“Inflammatory back pain is a starting point for diagnosis,” said Dr. Mease. To confirm IBP, Dr. Mease recommended using the ASAS experts’ opinion. “These are five elements that I encourage you to commit to memory,” he told the audience:
- Age of onset < 40 years;
- Insidious onset;
- Improvement with exercise;
- No improvement with rest; and
- Pain awakens patient at night.
Judicious Use of Imaging Results
With the advent of modern imaging, the push has been to identify patients earlier in their disease course. By applying more modern criteria to estimate prevalence of SpA, Dr. Mease noted that the numbers of people who met axial SpA criteria approached 0.9–1.4% (compared with classic AS in 0.5%) in the CDC’s 2009–10 NHANES population survey.

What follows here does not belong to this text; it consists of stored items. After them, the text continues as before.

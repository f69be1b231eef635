//! First-match and all-match lookups for CSS selectors.

use super::element_wrapper::{ElementWrapper, SelectorImpl};
use super::{CssError, SelectorParser};
use cssparser::{Parser, ParserInput};
use selectors::NthIndexCache;
use selectors::matching::{
    IgnoreNthChildForInvalidation, MatchingContext, MatchingMode, NeedsSelectorFlags, QuirksMode,
    matches_selector,
};
use selectors::parser::{ParseRelative, SelectorList};
use selpath_html::{Document, NodeId};

/// Parse a comma separated selector list.
///
/// # Errors
/// Returns [`CssError::InvalidSelector`] if the text is not a selector this matcher supports.
pub fn parse_selector_list(selector_text: &str) -> Result<SelectorList<SelectorImpl>, CssError> {
    let mut input = ParserInput::new(selector_text);
    let mut parser = Parser::new(&mut input);
    SelectorList::<SelectorImpl>::parse(&SelectorParser, &mut parser, ParseRelative::No).map_err(|err| {
        log::warn!(target: "selpath_css", "rejected selector `{selector_text}`: {err:?}");
        CssError::InvalidSelector {
            selector: selector_text.to_owned(),
            reason: format!("{:?}", err.kind),
        }
    })
}

/// Check if a parsed selector list matches an element.
pub fn matches(document: &Document, node: NodeId, selector_list: &SelectorList<SelectorImpl>) -> bool {
    document.is_element(node) && matches_element(&ElementWrapper::new(node, document), selector_list)
}

fn matches_element(element: &ElementWrapper<'_>, selector_list: &SelectorList<SelectorImpl>) -> bool {
    let mut nth_index_cache = NthIndexCache::default();
    let mut context = MatchingContext::new(
        MatchingMode::Normal,
        None,
        &mut nth_index_cache,
        QuirksMode::NoQuirks,
        NeedsSelectorFlags::No,
        IgnoreNthChildForInvalidation::No,
    );

    selector_list
        .0
        .iter()
        .any(|selector| matches_selector(selector, 0, None, element, &mut context))
}

/// First element in document order matching `selector_text`, like `Document.querySelector`.
///
/// # Errors
/// Returns [`CssError::InvalidSelector`] if the selector cannot be parsed.
pub fn query_selector(document: &Document, selector_text: &str) -> Result<Option<NodeId>, CssError> {
    query_selector_from(document, document.root(), selector_text)
}

/// First descendant of `scope` (exclusive) matching `selector_text`, like `Element.querySelector`.
/// As in the DOM, compound selectors may match ancestors outside `scope`.
///
/// # Errors
/// Returns [`CssError::InvalidSelector`] if the selector cannot be parsed.
pub fn query_selector_from(
    document: &Document,
    scope: NodeId,
    selector_text: &str,
) -> Result<Option<NodeId>, CssError> {
    let selector_list = parse_selector_list(selector_text)?;
    Ok(document
        .descendant_elements(scope)
        .find(|node| matches(document, *node, &selector_list)))
}

/// First descendant of `scope` matching `selector_text` with every compound of the
/// selector also matched inside `scope`, like `scope.querySelector(":scope " + selector_text)`.
///
/// # Errors
/// Returns [`CssError::InvalidSelector`] if the selector cannot be parsed.
pub fn query_selector_within(
    document: &Document,
    scope: NodeId,
    selector_text: &str,
) -> Result<Option<NodeId>, CssError> {
    let selector_list = parse_selector_list(selector_text)?;
    Ok(document
        .descendant_elements(scope)
        .find(|node| matches_element(&ElementWrapper::within(*node, document, scope), &selector_list)))
}

/// Every element matching `selector_text`, in document order.
///
/// # Errors
/// Returns [`CssError::InvalidSelector`] if the selector cannot be parsed.
pub fn query_selector_all(document: &Document, selector_text: &str) -> Result<Vec<NodeId>, CssError> {
    let selector_list = parse_selector_list(selector_text)?;
    Ok(document
        .elements()
        .filter(|node| matches(document, *node, &selector_list))
        .collect())
}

“The spine can be a place where we confirm inflammatory disease, but it’s often problematic for interpretation,” he cautioned. Many patients have had X-rays or MRIs of the lumbar or cervical spine, but not of the pelvis. “The key is making sure that we obtain images of the SI joints.” During the Q&A at the end of the session, Dr. Mease promoted the “sensible use” of MRI.
Management & FDA Controversy
Significant progress has been seen in management of AS. The 2005 ASAS/EULAR recommendations for AS management include exercise, physical therapy, initial nonsteroidal antiinflammatory drug treatment, followed by treatment with TNF-α blockers if disease activity remains high. Extension of TNF-α blockers to treat nonradiographic axial SpA (nr-AxSpA) is now cited as a useful therapy. The ABILITY I trial, for example, demonstrated statistically better results not only on disease activity measures, but also on measures of function, quality of life and work productivity in nr-AxSpA patients receiving adalimumab than those receiving placebo.

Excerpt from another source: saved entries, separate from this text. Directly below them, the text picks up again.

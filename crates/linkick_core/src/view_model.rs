use std::sync::Arc;

use crate::state::{SessionPhase, SessionState};
use crate::store::{LinkRecord, LinkStats};

/// Read-only snapshot of a session, safe to hand across tasks.
///
/// `links` shares the store's copy-on-write list: later store mutations
/// swap in a new list and never touch this one.
#[derive(Debug, Clone, PartialEq, Eq)]
pub struct SessionView {
    /// Human-readable session status line.
    pub summary: String,
    /// All records, newest first.
    pub links: Arc<Vec<LinkRecord>>,
    pub stats: LinkStats,
}

impl SessionView {
    pub(crate) fn of(state: &SessionState) -> Self {
        let summary = match state.phase() {
            SessionPhase::Idle => "Not connected".to_string(),
            SessionPhase::Connecting { slug, .. } => format!("Connecting to {slug}..."),
            SessionPhase::Live { slug, .. } => format!("Listening to {slug} live chat..."),
            SessionPhase::Error { message } => message.clone(),
        };
        Self {
            summary,
            links: state.store().snapshot_links(),
            stats: state.store().stats().clone(),
        }
    }

    /// Records not yet visited, newest first.
    pub fn active(&self) -> impl Iterator<Item = &LinkRecord> {
        self.links.iter().filter(|record| !record.visited)
    }

    /// Visited records, newest first.
    pub fn archived(&self) -> impl Iterator<Item = &LinkRecord> {
        self.links.iter().filter(|record| record.visited)
    }

    /// Top-category label with the empty-collection sentinel applied.
    pub fn top_category_label(&self) -> &'static str {
        self.stats
            .top_category
            .map(|category| category.label())
            .unwrap_or("NONE")
    }
}

impl Default for SessionView {
    fn default() -> Self {
        SessionState::default().view()
    }
}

Is it now reasonable to extend the indications for adalimumab to treat nr-AxSpA and certolizumab (CZP) to treat full spectrum axial SpA? Not according to the FDA Arthritis Advisory Committee, which voted in July 2013 against expanding the indications for these drugs. The panel agreed that the data support use of CZP for AS; and although there are admittedly unmet needs in nr-AxSpA patients, additional confirmatory studies will be necessary before expanding indications. According to Dr. Mease, the FDA was concerned that a broader definition would open up anti-TNF use to too many patients, including those with mechanical or degenerative back pain, as well as fibromyalgia.

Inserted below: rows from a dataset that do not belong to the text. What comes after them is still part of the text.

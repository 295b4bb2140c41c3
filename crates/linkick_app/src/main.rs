//! LinKick CLI: catch links shared in a Kick channel's live chat.
//!
//! Connects to the channel named on the command line, replays the recent
//! history, then prints every new link as it is admitted until Ctrl-C.

use std::env;
use std::sync::Arc;
use std::time::Duration;

use anyhow::{bail, Result};
use chrono::Local;
use log::info;

use chat_logging::LogDestination;
use linkick_core::LinkRecord;
use linkick_engine::{
    ApiSettings, ChannelResolver, EngineConfig, KickDirectory, KickHistory, PollingFeed,
    SessionEvent, SessionHandle,
};

const POLL_INTERVAL: Duration = Duration::from_secs(5);

#[tokio::main]
async fn main() -> Result<()> {
    chat_logging::initialize(LogDestination::File);

    let slug = match env::args().nth(1) {
        Some(slug) => slug,
        None => bail!("usage: linkick <channel-slug>"),
    };

    let settings = ApiSettings::default();
    let history = Arc::new(KickHistory::new(settings.clone()));
    let config = EngineConfig {
        resolver: ChannelResolver::new(Arc::new(KickDirectory::new(settings))),
        history: history.clone(),
        feed: Arc::new(PollingFeed::new(history, POLL_INTERVAL)),
    };

    let (handle, mut events) = SessionHandle::spawn(config);
    info!("connecting to channel {slug}");
    handle.connect(&slug).await;
    println!("Connecting to {slug}, press Ctrl-C to stop.");

    loop {
        tokio::select! {
            _ = tokio::signal::ctrl_c() => break,
            event = events.recv() => match event {
                Some(SessionEvent::LinkFound(record)) => print_link(&record),
                Some(SessionEvent::ConnectFailed { message }) => bail!(message),
                None => break,
            },
        }
    }

    // Snapshot before stop: stopping ends the session and its collection.
    let view = handle.view();
    println!();
    println!("{}", view.summary);
    println!(
        "{} links total, top category {}",
        view.stats.total_links,
        view.top_category_label()
    );
    println!(
        "{} active, {} archived",
        view.active().count(),
        view.archived().count()
    );

    handle.stop().await;
    Ok(())
}

fn print_link(record: &LinkRecord) {
    println!(
        "{} [{}] {} (from {}) {}",
        Local::now().format("%H:%M:%S"),
        record.category,
        record.url,
        record.sender,
        record.description
    );
}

Dr. Mease is the scientific director of the spondyloarthritis and psoriatic arthritis registry for CORRONA, which has now been expanded to include all SpA conditions. Currently, more than 2,000 patients are enrolled, and the aim is to further address complex SpA issues that will inform our understanding of the natural history and treatment outcomes to advance the management of these diseases.